02 - Have Grenade Launcher
04 - Have Magnum
06 - Have Shotgun Shell
08 - Have Automatic
0A - Have Glock .45
0C - Have Uzi

One of the only emulators I've seen that addresses that 'issue' (thus avoiding putting in multiple codes for values) is Project64.

tetsuo55 · Post by **tetsuo55** » Mon Jan 05, 2009 7:07 pm

That project64 screenshot looks almost perfect as far as a cheat screen goes.

King Of Chaos · Post by **King Of Chaos** » Mon Jan 05, 2009 7:10 pm

tetsuo55 wrote:That project64 screenshot looks almost perfect as far as a cheat screen goes.

I made a mockup of it that's simple and clean looking (will edit the text for effect in a bit).

EDIT: Mockup updated to reflect SNES code.

byuu · Post by **byuu** » Mon Jan 05, 2009 7:21 pm

One of the only emulators I've seen that addresses that 'issue' (thus avoiding putting in multiple codes for values) is Project64.

... yeah. The fact that it took me like two weeks to figure out listboxes in GTK+ ... no way in hell I'm trying tree-view node listboxes with checkboxes on each entry. No way.

That also looks ridiculously complicated. Cool, but way too much stuff going on. Maybe there's a way to do something similar, but less complicated?

I can do the multi-line description thing no problem.

King Of Chaos · Post by **King Of Chaos** » Mon Jan 05, 2009 7:28 pm

Well, screw the tree-view listboxes, it's the actual cheat editor on the right side of it that's appealing (I guess I should of edited that out). There's an updated edited proof-of-concept image above.

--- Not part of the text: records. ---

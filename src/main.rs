use std::io::{self, BufRead, IsTerminal, Write};
use std::path::PathBuf;

use anyhow::{Context, Result};
use clap::{Parser, Subcommand};
use tracing_subscriber::EnvFilter;

use rsmystem::{Config, Locator, Mode, Mystem};

#[derive(Debug, Parser)]
#[command(
    name = "rsmystem",
    version,
    about = "Run text through the Yandex Mystem morphological analyzer"
)]
struct Cli {
    /// Config file (default: ~/.config/rsmystem/config.toml)
    #[arg(long, global = true)]
    config: Option<PathBuf>,

    /// Path to the mystem binary
    #[arg(long, global = true)]
    mystem_bin: Option<PathBuf>,

    /// Do not print grammatical information
    #[arg(long, global = true)]
    no_grammar_info: bool,

    /// Do not glue grammatical information for identical lemmas
    #[arg(long, global = true)]
    no_glue: bool,

    /// Do not apply contextual disambiguation
    #[arg(long, global = true)]
    no_disambiguation: bool,

    /// Drop whitespace and punctuation from the output
    #[arg(long, global = true)]
    no_entire_input: bool,

    /// Print context-independent lemma weight
    #[arg(long, global = true)]
    weight: bool,

    /// Generate all hypotheses for non-dictionary words
    #[arg(long, global = true)]
    generate_all: bool,

    /// Print dictionary words only
    #[arg(long, global = true)]
    dictionary_only: bool,

    /// Mark sentence ends
    #[arg(long, global = true)]
    end_of_sentence: bool,

    /// Supplementary dictionary file
    #[arg(long, global = true)]
    fixlist: Option<PathBuf>,

    /// English grammeme names
    #[arg(long, global = true)]
    english: bool,

    /// Start a new analyzer for every line
    #[arg(long, global = true)]
    sync: bool,

    #[command(subcommand)]
    command: Option<Command>,
}

#[derive(Debug, Subcommand)]
enum Command {
    /// Download mystem, overwriting any installed copy
    Install {
        /// Target directory (default: $MYSTEM_DIR or ~/.local/bin)
        #[arg(long)]
        dir: Option<PathBuf>,
    },
    /// Print the binary path that would be used
    Locate,
    /// Print the JSON analysis of each stdin line (default)
    Analyze,
    /// Print the lemmas of each stdin line
    Lemmatize,
}

impl Cli {
    /// Layer command-line flags over the loaded config.
    fn apply(&self, config: &mut Config) {
        if let Some(bin) = &self.mystem_bin {
            config.analyzer.binary = Some(bin.clone());
        }
        if self.sync {
            config.analyzer.mode = Mode::Synchronous;
        }

        let options = &mut config.options;
        options.grammar_info &= !self.no_grammar_info;
        options.glue_grammar_info &= !self.no_glue;
        options.disambiguation &= !self.no_disambiguation;
        options.entire_input &= !self.no_entire_input;
        options.weight |= self.weight;
        options.generate_all |= self.generate_all;
        options.no_bastards |= self.dictionary_only;
        options.end_of_sentence |= self.end_of_sentence;
        options.use_english_names |= self.english;
        if let Some(fixlist) = &self.fixlist {
            options.fixlist = Some(fixlist.clone());
        }
    }
}

fn init_tracing() {
    let filter = EnvFilter::try_from_default_env().unwrap_or_else(|_| EnvFilter::new("warn"));

    tracing_subscriber::fmt()
        .with_env_filter(filter)
        .with_writer(io::stderr)
        .with_target(true)
        .with_level(true)
        .init();
}

fn main() -> Result<()> {
    init_tracing();
    let cli = Cli::parse();

    let mut config = match &cli.config {
        Some(path) => Config::load_from(path)?,
        None => Config::load()?,
    };
    cli.apply(&mut config);
    config.validate()?;

    match cli.command {
        Some(Command::Install { dir }) => install(&config, dir),
        Some(Command::Locate) => {
            let mystem = Mystem::from_config(&config)?;
            println!("{}", mystem.binary().display());
            Ok(())
        }
        Some(Command::Lemmatize) => run(&config, Output::Lemmas),
        Some(Command::Analyze) => run(&config, Output::Json),
        None => {
            if io::stdin().is_terminal() {
                let mystem = Mystem::from_config(&config)?;
                eprintln!("mystem is placed in {}", mystem.binary().display());
                return Ok(());
            }
            run(&config, Output::Json)
        }
    }
}

fn install(config: &Config, dir: Option<PathBuf>) -> Result<()> {
    let mut locator = Locator::from_env();
    if let Some(install_dir) = &config.analyzer.install_dir {
        locator = locator.with_install_dir(install_dir);
    }
    let destination = dir.unwrap_or_else(|| locator.install_dir().to_path_buf());
    let binary = locator
        .install(&destination)
        .with_context(|| format!("installing mystem into {}", destination.display()))?;
    eprintln!("mystem is placed in {}", binary.display());
    Ok(())
}

#[derive(Clone, Copy)]
enum Output {
    Json,
    Lemmas,
}

fn run(config: &Config, output: Output) -> Result<()> {
    let mut mystem = Mystem::from_config(config)?;
    tracing::info!(binary = %mystem.binary().display(), "Using mystem");

    let stdout = io::stdout();
    let mut out = stdout.lock();
    for line in io::stdin().lock().lines() {
        let line = line.context("reading stdin")?;
        let text = line.trim();
        match output {
            Output::Json => {
                let records = mystem.analyze(text)?;
                serde_json::to_writer_pretty(&mut out, &records)?;
                writeln!(out)?;
            }
            Output::Lemmas => {
                let lemmas = mystem.lemmatize(text)?;
                if config.options.entire_input {
                    write!(out, "{}", lemmas.concat())?;
                } else {
                    writeln!(out, "{}", lemmas.join(" "))?;
                }
            }
        }
        out.flush()?;
    }
    mystem.close()?;
    Ok(())
}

tetsuo55 · Post by **tetsuo55** » Mon Jan 05, 2009 7:33 pm

Is bsnes aware of the fact that the original snes outputs an image with a luminance of 16..235 and a pc monitor uses 0..255?
If so how does it handle this?

byuu · Post by **byuu** » Mon Jan 05, 2009 8:18 pm

Where do you come up with this stuff? :P

blargg · Post by **blargg** » Mon Jan 05, 2009 8:44 pm

Sounds like he's been reading up on digital video encoding of luminance, which has some extra range for overshoot and reserved values, and made the (incorrect) leap that the SNES has a digital video interface. The answer is no, it doesn't. The hardware converts ideal RGB values to video signal(s), but most emulators stop at the ideal RGB values, so the video encoding is irrelevant.